4. Density (Specific Gravity):

   • Specimens are weighed and measured to calculate density.

   • This determines material classification into low, medium, or high-density grades.

5. Water Absorption Test:

   • Specimens are immersed in water under controlled conditions.

   • The percentage increase in weight is measured to evaluate water absorption resistance.

6. Ozone Resistance Test:

   • Specimens are exposed to ozone-rich environments for a specified time and inspected for cracking or other deterioration.

7. Low Temperature Resistance:

   • Specimens are flexed or compressed at subzero temperatures to ensure they maintain flexibility and do not crack.

8. Fluid Immersion Tests:

   • Some materials are tested for changes in properties after immersion in oils, fuels, or other fluids, depending on their classification.

Each material is assigned a four-character grade that defines its compression properties, heat resistance, oil resistance, and special features (like ozone resistance).

Results and Reporting

A complete report for ASTM D1056 testing should include:

• Compression-deflection values.

• Tensile strength and elongation results.

• Compression set percentage.

• Density (or specific gravity).

• Hardness values (durometer reading).

• Results from environmental resistance tests (ozone, fluid immersion, low temperature).

• Detailed descriptions of specimen preparation and conditioning.

• Any deviations from the standard procedures.

Each of these results determines the material’s classification code under D1056, often requested directly in engineering drawings and specifications.

Related ASTM Standards

There are several important ASTM standards that are often used alongside or compared with ASTM D1056:

• ASTM D412 – Standard Test Methods for Vulcanized Rubber and Thermoplastic Elastomers—Tension:
  This method measures tensile strength and elongation of rubber materials and is directly used for part of the ASTM D1056 requirements.

• ASTM D395 – Standard Test Methods for Rubber Property—Compression Set:
  These methods are referenced for measuring the permanent deformation after compression, critical for sponge and foam rubber products.

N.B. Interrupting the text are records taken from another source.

use harvest_logging::{harvest_info, harvest_warn};

use crate::config::{Credentials, SiteProfile, TimeoutConfig};
use crate::diagnostics::Diagnostics;
use crate::{AuthError, Driver, DriverError};

#[derive(Debug, Clone, Copy, PartialEq, Eq)]
pub enum AuthState {
    Unauthenticated,
    Authenticated,
    Failed,
}

/// An authenticated browsing context, owned by the harvest loop for its lifetime.
pub struct Session {
    driver: Box<dyn Driver>,
    auth: AuthState,
    current_url: String,
}

impl Session {
    pub fn new(driver: Box<dyn Driver>) -> Self {
        Self {
            driver,
            auth: AuthState::Unauthenticated,
            current_url: String::new(),
        }
    }

    pub fn driver(&self) -> &dyn Driver {
        self.driver.as_ref()
    }

    pub fn auth_state(&self) -> AuthState {
        self.auth
    }

    pub fn current_url(&self) -> &str {
        &self.current_url
    }

    /// Refresh the cached URL from the driver.
    pub async fn sync_url(&mut self) -> Result<&str, DriverError> {
        self.current_url = self.driver.current_url().await?;
        Ok(&self.current_url)
    }

    /// Tear down the browser context.
    pub async fn close(self) -> Result<(), DriverError> {
        self.driver.close().await
    }
}

/// Performs the login handshake against the portal's fixed form.
pub struct SessionController<'a> {
    site: &'a SiteProfile,
    timeouts: &'a TimeoutConfig,
    diagnostics: &'a Diagnostics,
}

impl<'a> SessionController<'a> {
    pub fn new(site: &'a SiteProfile, timeouts: &'a TimeoutConfig, diagnostics: &'a Diagnostics) -> Self {
        Self {
            site,
            timeouts,
            diagnostics,
        }
    }

    /// Log in; the session is authenticated only if the post-submit URL left the login page.
    pub async fn login(&self, session: &mut Session, credentials: &Credentials) -> Result<(), AuthError> {
        let outcome = self.submit(session, credentials).await;
        session.auth = match &outcome {
            Ok(()) => AuthState::Authenticated,
            Err(_) => AuthState::Failed,
        };
        outcome
    }

    async fn submit(&self, session: &mut Session, credentials: &Credentials) -> Result<(), AuthError> {
        let site = self.site;
        harvest_info!("Opening login page {}", site.login_url);
        if let Err(err) = session.driver().navigate(&site.login_url).await {
            self.diagnostics.capture(session.driver(), "login-entry").await;
            return Err(AuthError::FormNotInteractive(err));
        }

        let form_ready = async {
            let driver = session.driver();
            driver
                .wait_for_selector(&site.username_selector, self.timeouts.element())
                .await?;
            driver
                .type_text(&site.username_selector, &credentials.username)
                .await?;
            driver
                .type_text(&site.password_selector, &credentials.password)
                .await
        };
        if let Err(err) = form_ready.await {
            self.diagnostics.capture(session.driver(), "login-form").await;
            return Err(AuthError::FormNotInteractive(err));
        }

        harvest_info!("Submitting credentials for {}", credentials.username);
        if let Err(err) = session
            .driver()
            .click_and_wait_for_navigation(&site.submit_selector, self.timeouts.navigation())
            .await
        {
            harvest_warn!("Login submission failed before redirect: {}", err);
            self.diagnostics.capture(session.driver(), "login-submit").await;
            return Err(AuthError::Submit(err));
        }

        let url = session.sync_url().await.map_err(AuthError::Submit)?.to_string();
        if is_login_url(&url, &site.login_url_pattern) {
            return Err(AuthError::InvalidCredentials { url });
        }
        harvest_info!("Login complete, landed on {}", url);
        Ok(())
    }
}

fn is_login_url(url: &str, pattern: &str) -> bool {
    !pattern.is_empty() && url.to_lowercase().contains(&pattern.to_lowercase())
}

#[cfg(test)]
mod tests {
    use super::is_login_url;

    #[test]
    fn login_pattern_is_case_insensitive() {
        assert!(is_login_url("https://x.test/User/login?returnurl=%2f", "Login"));
        assert!(!is_login_url("https://x.test/Car/DataSale", "Login"));
        assert!(!is_login_url("https://x.test/anything", ""));
    }
}
use crate::normalize::clean_text;
use crate::record::ListingPage;

/// Where the traversal stands. Only pagination strategies produce new values;
/// the harvest loop stores and reads them.
#[derive(Debug, Clone, PartialEq, Eq, Default)]
pub struct PaginationState {
    /// 1-based index of the page currently rendered; 0 before the first page loads.
    pub current_page: u32,
    /// Highest page number seen in the pagination affordance so far.
    pub total_pages: Option<u32>,
    /// Explicit "next" affordance of the current page, when one was observable.
    pub has_next: Option<bool>,
    pub exhausted: bool,
    /// Fingerprint of the rows on the current page.
    pub signature: Option<String>,
}

/// Result of one pagination advance.
#[derive(Debug, Clone, PartialEq, Eq)]
pub enum AdvanceOutcome {
    Advanced(PaginationState),
    /// The current page has no next affordance. Never inferred from zero rows.
    NoMorePages,
    /// The advance completed but the rendered rows are empty or unchanged.
    StallDetected,
}

impl PaginationState {
    pub fn new() -> Self {
        Self::default()
    }

    /// The page to advance to, or `None` when the traversal is over.
    ///
    /// An explicit next affordance wins; otherwise the discovered total caps the
    /// walk. `max_pages` is always honored as a safety bound.
    pub fn next_target(&self, max_pages: u32) -> Option<u32> {
        if self.exhausted || self.current_page >= max_pages {
            return None;
        }
        match (self.has_next, self.total_pages) {
            (Some(false), _) => None,
            (Some(true), _) => Some(self.current_page + 1),
            (None, Some(total)) if self.current_page >= total => None,
            (None, _) => Some(self.current_page + 1),
        }
    }

    /// State after `page` was rendered and accepted.
    pub fn arrived(&self, page: &ListingPage) -> Self {
        let discovered = discover_total_pages(&page.affordance.labels);
        let total_pages = Some(self.total_pages.map_or(discovered, |t| t.max(discovered)));
        let has_next = page.affordance.has_next.or_else(|| {
            numeric_labels(&page.affordance.labels)
                .any(|n| n == page.index + 1)
                .then_some(true)
        });
        Self {
            current_page: page.index,
            total_pages,
            has_next,
            exhausted: false,
            signature: page.signature(),
        }
    }

    pub fn into_exhausted(self) -> Self {
        Self {
            exhausted: true,
            ..self
        }
    }
}

fn numeric_labels(labels: &[String]) -> impl Iterator<Item = u32> + '_ {
    labels
        .iter()
        .filter_map(|label| clean_text(label).parse::<u32>().ok())
}

/// Largest page number among the affordance labels, skipping glyphs such as
/// "«" or "next". Defaults to a single page when nothing parses.
pub fn discover_total_pages(labels: &[String]) -> u32 {
    numeric_labels(labels).max().unwrap_or(1).max(1)
}

/// Decide whether a navigation to `page` took effect.
///
/// Zero rows or rows identical to the previous page mean the navigation did
/// not land; that is a stall, not the end of the data.
pub fn classify_advance(state: &PaginationState, page: &ListingPage) -> AdvanceOutcome {
    let signature = page.signature();
    if signature.is_none() || signature == state.signature {
        return AdvanceOutcome::StallDetected;
    }
    AdvanceOutcome::Advanced(state.arrived(page))
}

• ASTM D2240 – Standard Test Method for Rubber Property—Durometer Hardness:
  Hardness measurements are taken according to D2240 using appropriate Shore scales based on the softness of the foam.

• ASTM D1171 – Standard Test Method for Rubber Deterioration—Surface Ozone Cracking Outdoors or Chamber (Triangular Specimens):
  This test evaluates a rubber’s resistance to ozone cracking, which is a crucial property for outdoor sealing and cushioning applications.

• ASTM D471 – Standard Test Method for Rubber Property—Effect of Liquids:
  Immersion testing in oils, fuels, and solvents is critical to verify that the cellular rubber resists swelling or degradation.

• ASTM D575 – Standard Test Methods for Rubber Properties in Compression:
  Although D575 is mainly for solid rubber, some compression data may be used for comparative purposes.

• ASTM D1055 – Standard Specification for Rubber Cellular Sheeting—Automobile Sponge:
  This standard specifically applies to automotive applications, especially for sponge rubber materials used in door seals and weatherstripping.

Applications of ASTM D1056 Testing

Materials tested and classified under ASTM D1056 are found in:

• Automotive Door Seals and Gaskets

• HVAC and Refrigeration Seals

• Electrical Enclosures (Gaskets and Weather Seals)

• Vibration Isolation Pads

• Medical Device Cushioning Components

• Construction Expansion Joints and Weatherproofing Systems

Products meeting ASTM D1056 classifications are relied upon to maintain tight seals, resist environmental degradation, and maintain flexibility over a wide range of temperatures and conditions.

Conclusion

ASTM D1056 offers a detailed and practical framework for specifying and qualifying flexible cellular rubber materials. By categorizing sponge and foam rubbers by compression, density, tensile properties, and environmental resistance, engineers and manufacturers can ensure consistent, high-performance material selection.
Testing to ASTM D1056, combined with related standards like ASTM D412 and ASTM D471, ensures that materials meet the rigorous demands of industrial and commercial applications.